A homicide car bomber attacked a convoy carrying foreigners near the Afghan capital Saturday, wounding two foreigners and four Afghans, officials said.

The attack occurred on a main road leading out of Kabul and left one vehicle in flames, said Ali Shah Paktaiwal, chief of criminal investigations in Kabul.

"The attacker detonated himself near a convoy carrying foreigners," he said, adding it was not clear whether it was a military or civilian convoy.

Zemerai Bashary, a spokesman for the interior ministry, said two foreigners and four Afghans were wounded in the attack. He said he did not know the extent of their injuries, or the nationality of the foreigners.

Insurgent violence in Afghanistan is running at its highest level since U.S. forces invaded the country in 2001 to oust the hard-line Islamic Taliban rulers, who had harbored Al Qaeda leaders following the attacks on the United States on Sept. 11, 2001.

Most of the bloodshed has taken place in southern or eastern Afghanistan where the Taliban have historically been strongest, but there have been occasional homicide attacks on Afghan security forces and Western targets in Kabul.

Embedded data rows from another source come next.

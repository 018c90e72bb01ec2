use chrono::{DateTime, Utc};
use serde::{Deserialize, Serialize};
use uuid::Uuid;

use crate::error::{AppError, AppResult};
use crate::models::user::User;

/// Approval creates one court row per declared court.
pub const MAX_COURTS: i32 = 100;

/// A pending request to register a new club.
#[derive(Debug, Clone, Serialize, Deserialize, sqlx::FromRow)]
#[serde(rename_all = "camelCase")]
pub struct ClubSubmission {
    pub id: Uuid,
    pub name: String,
    pub email: String,
    pub phone: Option<String>,
    pub website: Option<String>,
    pub address: Option<String>,
    pub city: String,
    pub state: String,
    pub zip: Option<String>,
    pub description: Option<String>,
    pub courts: i32,
    pub court_type: String,
    pub status: String,
    pub submitted_by: Uuid,
    pub submitter_email: String,
    pub submitter_name: String,
    pub created_at: DateTime<Utc>,
}

#[derive(Debug, Deserialize)]
pub struct NewSubmissionRequest {
    pub name: String,
    pub email: String,
    pub phone: Option<String>,
    pub website: Option<String>,
    pub address: Option<String>,
    pub city: String,
    pub state: String,
    pub zip: Option<String>,
    pub description: Option<String>,
    pub courts: i32,
    #[serde(rename = "courtType")]
    pub court_type: Option<String>,
}

fn required(value: &str, field: &str) -> AppResult<String> {
    let trimmed = value.trim();
    if trimmed.is_empty() {
        return Err(AppError::BadRequest(format!("{field} is required")));
    }
    Ok(trimmed.to_string())
}

fn optional(value: Option<String>) -> Option<String> {
    value
        .map(|v| v.trim().to_string())
        .filter(|v| !v.is_empty())
}

impl NewSubmissionRequest {
    pub fn into_submission(self, submitter: &User, now: DateTime<Utc>) -> AppResult<ClubSubmission> {
        let name = required(&self.name, "Club name")?;
        let email = required(&self.email, "Email")?;
        if !email.contains('@') {
            return Err(AppError::BadRequest("Email must be a valid address".into()));
        }
        let city = required(&self.city, "City")?;
        let state = required(&self.state, "State")?;
        if self.courts < 1 {
            return Err(AppError::BadRequest("A club needs at least one court".into()));
        }
        if self.courts > MAX_COURTS {
            return Err(AppError::BadRequest(format!(
                "A club can list at most {MAX_COURTS} courts"
            )));
        }

        Ok(ClubSubmission {
            id: Uuid::new_v4(),
            name,
            email,
            phone: optional(self.phone),
            website: optional(self.website),
            address: optional(self.address),
            city,
            state,
            zip: optional(self.zip),
            description: optional(self.description),
            courts: self.courts,
            court_type: optional(self.court_type).unwrap_or_else(|| "hard".to_string()),
            status: "pending".to_string(),
            submitted_by: submitter.id,
            submitter_email: submitter.email.clone(),
            submitter_name: submitter.full_name.clone(),
            created_at: now,
        })
    }
}

#[cfg(test)]
mod tests {
    use super::*;

    fn request() -> NewSubmissionRequest {
        NewSubmissionRequest {
            name: " Ace Tennis ".into(),
            email: "hello@ace.example".into(),
            phone: Some("  ".into()),
            website: None,
            address: None,
            city: "Austin".into(),
            state: "TX".into(),
            zip: None,
            description: None,
            courts: 4,
            court_type: None,
        }
    }

    #[test]
    fn valid_request_becomes_pending_submission() {
        let user = User::new("Sam", "sam@example.com", None);
        let sub = request().into_submission(&user, Utc::now()).unwrap();
        assert_eq!(sub.name, "Ace Tennis");
        assert_eq!(sub.status, "pending");
        assert_eq!(sub.phone, None);
        assert_eq!(sub.court_type, "hard");
        assert_eq!(sub.submitted_by, user.id);
        assert_eq!(sub.submitter_email, "sam@example.com");
    }

    #[test]
    fn missing_required_fields_are_rejected() {
        let user = User::new("Sam", "sam@example.com", None);

        let mut req = request();
        req.city = "   ".into();
        let err = req.into_submission(&user, Utc::now()).unwrap_err();
        assert!(matches!(err, AppError::BadRequest(msg) if msg == "City is required"));

        let mut req = request();
        req.email = "not-an-email".into();
        assert!(req.into_submission(&user, Utc::now()).is_err());

        let mut req = request();
        req.courts = 0;
        assert!(req.into_submission(&user, Utc::now()).is_err());
    }

    #[test]
    fn court_count_is_capped() {
        let user = User::new("Sam", "sam@example.com", None);

        let mut req = request();
        req.courts = MAX_COURTS;
        assert!(req.into_submission(&user, Utc::now()).is_ok());

        let mut req = request();
        req.courts = i32::MAX;
        let err = req.into_submission(&user, Utc::now()).unwrap_err();
        assert!(matches!(err, AppError::BadRequest(msg) if msg.contains("at most")));
    }
}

Elsewhere Saturday, insurgents detonated a roadside bomb that killed two Afghans guarding a convoy carrying supplies for NATO-led forces in southern Kandahar province, said provincial police chief Sayed Aqa Saqib.

In neighboring Helmand province, Afghan soldiers shot and killed two suspected Taliban fighters as they attempted to plant a roadside bomb, said police officer Ghulam Wali. The bomb was later defused, he said.

On Friday, insurgents attacked a police patrol in eastern Paktika, sparking a gunbattle that killed six militants and one officer, the interior ministry said in a statement. It gave no more details.